* TASK DIRECTIONS
Every line of the records below from the line with "use brushwork_map::Map;" up to and including the line with "let map = Map::read(&opts.map_path)" must be reproduced exactly, and no line outside that range.

* INFORMATION SUPPLIED
* * *

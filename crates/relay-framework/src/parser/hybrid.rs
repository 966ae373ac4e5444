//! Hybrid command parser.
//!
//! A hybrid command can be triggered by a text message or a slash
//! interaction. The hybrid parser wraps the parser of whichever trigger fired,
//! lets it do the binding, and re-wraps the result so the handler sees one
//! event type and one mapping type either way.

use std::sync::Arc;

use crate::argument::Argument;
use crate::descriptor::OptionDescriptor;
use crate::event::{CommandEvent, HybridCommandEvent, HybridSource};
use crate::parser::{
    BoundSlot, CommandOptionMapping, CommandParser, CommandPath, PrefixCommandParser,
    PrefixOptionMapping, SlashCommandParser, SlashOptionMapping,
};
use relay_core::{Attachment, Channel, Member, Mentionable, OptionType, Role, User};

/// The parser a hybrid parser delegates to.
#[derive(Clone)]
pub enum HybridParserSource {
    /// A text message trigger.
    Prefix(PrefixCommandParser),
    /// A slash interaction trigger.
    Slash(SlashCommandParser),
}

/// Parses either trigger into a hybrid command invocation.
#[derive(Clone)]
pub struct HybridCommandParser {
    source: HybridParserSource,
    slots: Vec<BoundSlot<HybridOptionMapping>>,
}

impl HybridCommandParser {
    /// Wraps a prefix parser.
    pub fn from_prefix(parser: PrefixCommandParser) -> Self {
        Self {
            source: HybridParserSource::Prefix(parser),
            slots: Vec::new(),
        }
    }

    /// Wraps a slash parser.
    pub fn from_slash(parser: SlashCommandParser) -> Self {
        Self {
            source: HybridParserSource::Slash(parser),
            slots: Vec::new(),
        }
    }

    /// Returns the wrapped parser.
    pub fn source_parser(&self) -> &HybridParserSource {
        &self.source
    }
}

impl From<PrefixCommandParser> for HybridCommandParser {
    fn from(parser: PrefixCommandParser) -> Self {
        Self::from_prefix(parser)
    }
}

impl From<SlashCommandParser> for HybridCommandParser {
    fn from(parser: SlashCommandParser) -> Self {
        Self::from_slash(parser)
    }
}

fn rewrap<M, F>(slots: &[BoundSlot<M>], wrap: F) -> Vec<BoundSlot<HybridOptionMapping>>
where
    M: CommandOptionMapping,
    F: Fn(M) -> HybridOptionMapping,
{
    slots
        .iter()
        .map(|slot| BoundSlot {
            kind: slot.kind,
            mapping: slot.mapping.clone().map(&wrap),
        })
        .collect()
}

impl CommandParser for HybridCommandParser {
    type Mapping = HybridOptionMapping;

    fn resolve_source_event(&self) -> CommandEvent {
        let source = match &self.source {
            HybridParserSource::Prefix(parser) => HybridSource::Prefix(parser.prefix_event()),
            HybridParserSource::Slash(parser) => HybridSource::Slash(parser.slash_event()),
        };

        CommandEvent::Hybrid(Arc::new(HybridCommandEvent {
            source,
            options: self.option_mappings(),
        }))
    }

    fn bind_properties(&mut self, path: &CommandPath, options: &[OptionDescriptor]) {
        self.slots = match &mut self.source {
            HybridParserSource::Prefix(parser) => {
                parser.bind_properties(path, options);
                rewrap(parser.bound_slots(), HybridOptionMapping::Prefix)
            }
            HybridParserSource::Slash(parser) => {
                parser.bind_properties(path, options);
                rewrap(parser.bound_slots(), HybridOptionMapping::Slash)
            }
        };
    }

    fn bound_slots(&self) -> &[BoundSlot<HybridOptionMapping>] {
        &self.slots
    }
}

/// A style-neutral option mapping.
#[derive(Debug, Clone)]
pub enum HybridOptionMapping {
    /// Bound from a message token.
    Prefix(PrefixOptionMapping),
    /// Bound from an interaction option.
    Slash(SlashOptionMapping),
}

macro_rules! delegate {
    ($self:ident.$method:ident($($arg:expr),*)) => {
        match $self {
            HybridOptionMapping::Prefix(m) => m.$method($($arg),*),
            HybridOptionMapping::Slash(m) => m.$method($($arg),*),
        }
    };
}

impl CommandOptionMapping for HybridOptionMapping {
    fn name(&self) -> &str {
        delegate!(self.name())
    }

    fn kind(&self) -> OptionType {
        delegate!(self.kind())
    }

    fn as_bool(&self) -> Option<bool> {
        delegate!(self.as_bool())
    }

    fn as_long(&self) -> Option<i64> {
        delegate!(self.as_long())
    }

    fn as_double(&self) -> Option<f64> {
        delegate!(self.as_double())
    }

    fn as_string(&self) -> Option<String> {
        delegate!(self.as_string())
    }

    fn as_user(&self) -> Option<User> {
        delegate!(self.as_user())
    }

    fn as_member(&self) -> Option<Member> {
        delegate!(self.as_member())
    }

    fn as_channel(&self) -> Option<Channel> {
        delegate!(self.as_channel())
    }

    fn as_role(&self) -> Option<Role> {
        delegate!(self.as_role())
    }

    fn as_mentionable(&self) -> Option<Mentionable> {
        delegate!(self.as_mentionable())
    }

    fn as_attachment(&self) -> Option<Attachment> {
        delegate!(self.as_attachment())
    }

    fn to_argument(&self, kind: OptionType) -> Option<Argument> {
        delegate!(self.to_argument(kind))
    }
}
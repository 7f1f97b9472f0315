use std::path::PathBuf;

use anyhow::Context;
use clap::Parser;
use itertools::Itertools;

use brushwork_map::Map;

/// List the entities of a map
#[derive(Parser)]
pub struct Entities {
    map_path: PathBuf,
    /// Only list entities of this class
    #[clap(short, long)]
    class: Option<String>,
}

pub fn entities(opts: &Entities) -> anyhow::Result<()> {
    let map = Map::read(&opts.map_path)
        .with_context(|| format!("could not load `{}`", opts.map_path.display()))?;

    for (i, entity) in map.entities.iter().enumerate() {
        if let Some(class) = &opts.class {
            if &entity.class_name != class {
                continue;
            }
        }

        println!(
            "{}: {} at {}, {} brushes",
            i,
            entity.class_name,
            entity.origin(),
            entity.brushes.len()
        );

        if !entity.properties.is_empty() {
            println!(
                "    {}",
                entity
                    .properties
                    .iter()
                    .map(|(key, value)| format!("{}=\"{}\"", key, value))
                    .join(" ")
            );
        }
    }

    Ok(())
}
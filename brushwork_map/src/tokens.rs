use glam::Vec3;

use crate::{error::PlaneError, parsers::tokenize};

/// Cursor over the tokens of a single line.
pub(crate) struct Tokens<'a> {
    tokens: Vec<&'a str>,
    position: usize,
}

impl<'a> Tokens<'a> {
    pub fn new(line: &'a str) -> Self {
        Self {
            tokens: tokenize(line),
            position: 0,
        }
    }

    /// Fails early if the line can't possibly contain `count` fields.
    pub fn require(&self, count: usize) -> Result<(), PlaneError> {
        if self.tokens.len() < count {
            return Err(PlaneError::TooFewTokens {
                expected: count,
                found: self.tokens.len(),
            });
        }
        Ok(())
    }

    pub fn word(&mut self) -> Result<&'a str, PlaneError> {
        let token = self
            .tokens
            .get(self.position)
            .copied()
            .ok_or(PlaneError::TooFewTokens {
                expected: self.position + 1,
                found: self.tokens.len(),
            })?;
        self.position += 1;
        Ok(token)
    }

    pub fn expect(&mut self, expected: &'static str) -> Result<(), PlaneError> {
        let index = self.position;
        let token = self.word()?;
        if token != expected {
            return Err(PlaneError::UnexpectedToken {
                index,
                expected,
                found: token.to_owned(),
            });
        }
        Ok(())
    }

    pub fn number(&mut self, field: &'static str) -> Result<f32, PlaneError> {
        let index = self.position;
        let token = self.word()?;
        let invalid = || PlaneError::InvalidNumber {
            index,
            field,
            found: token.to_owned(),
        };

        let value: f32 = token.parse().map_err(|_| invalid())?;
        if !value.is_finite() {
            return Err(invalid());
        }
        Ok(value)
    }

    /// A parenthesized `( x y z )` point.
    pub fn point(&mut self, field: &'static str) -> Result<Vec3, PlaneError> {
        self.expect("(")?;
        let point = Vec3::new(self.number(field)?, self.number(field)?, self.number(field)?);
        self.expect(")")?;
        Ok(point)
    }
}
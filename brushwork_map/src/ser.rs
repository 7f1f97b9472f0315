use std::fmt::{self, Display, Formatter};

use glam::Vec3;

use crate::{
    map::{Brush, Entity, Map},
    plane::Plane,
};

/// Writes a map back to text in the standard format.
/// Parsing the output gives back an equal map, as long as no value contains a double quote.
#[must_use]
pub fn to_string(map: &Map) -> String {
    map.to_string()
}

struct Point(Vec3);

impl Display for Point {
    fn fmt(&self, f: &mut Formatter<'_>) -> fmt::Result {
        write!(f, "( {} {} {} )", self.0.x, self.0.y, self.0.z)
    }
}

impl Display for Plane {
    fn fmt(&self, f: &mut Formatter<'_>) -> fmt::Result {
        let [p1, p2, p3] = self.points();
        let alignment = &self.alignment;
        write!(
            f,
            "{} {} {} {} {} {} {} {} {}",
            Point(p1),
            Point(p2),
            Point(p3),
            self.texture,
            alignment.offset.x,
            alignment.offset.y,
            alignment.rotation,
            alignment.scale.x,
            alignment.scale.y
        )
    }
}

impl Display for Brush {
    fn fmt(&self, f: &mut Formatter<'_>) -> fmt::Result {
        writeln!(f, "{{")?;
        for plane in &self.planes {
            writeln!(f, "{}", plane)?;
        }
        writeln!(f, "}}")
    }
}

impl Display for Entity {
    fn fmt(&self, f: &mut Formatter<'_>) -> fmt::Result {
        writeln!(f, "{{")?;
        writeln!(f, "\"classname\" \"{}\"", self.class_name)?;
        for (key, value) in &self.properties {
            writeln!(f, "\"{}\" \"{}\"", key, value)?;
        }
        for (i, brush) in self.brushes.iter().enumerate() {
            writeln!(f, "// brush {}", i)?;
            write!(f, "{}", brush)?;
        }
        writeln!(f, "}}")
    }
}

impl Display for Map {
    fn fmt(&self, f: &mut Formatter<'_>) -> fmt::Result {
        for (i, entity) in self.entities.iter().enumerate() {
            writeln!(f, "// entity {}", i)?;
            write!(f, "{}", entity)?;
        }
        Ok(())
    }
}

* * *

* SOLUTION TO THE EXERCISE
use brushwork_map::Map;

/// List the entities of a map
#[derive(Parser)]
pub struct Entities {
    map_path: PathBuf,
    /// Only list entities of this class
    #[clap(short, long)]
    class: Option<String>,
}

pub fn entities(opts: &Entities) -> anyhow::Result<()> {
    let map = Map::read(&opts.map_path)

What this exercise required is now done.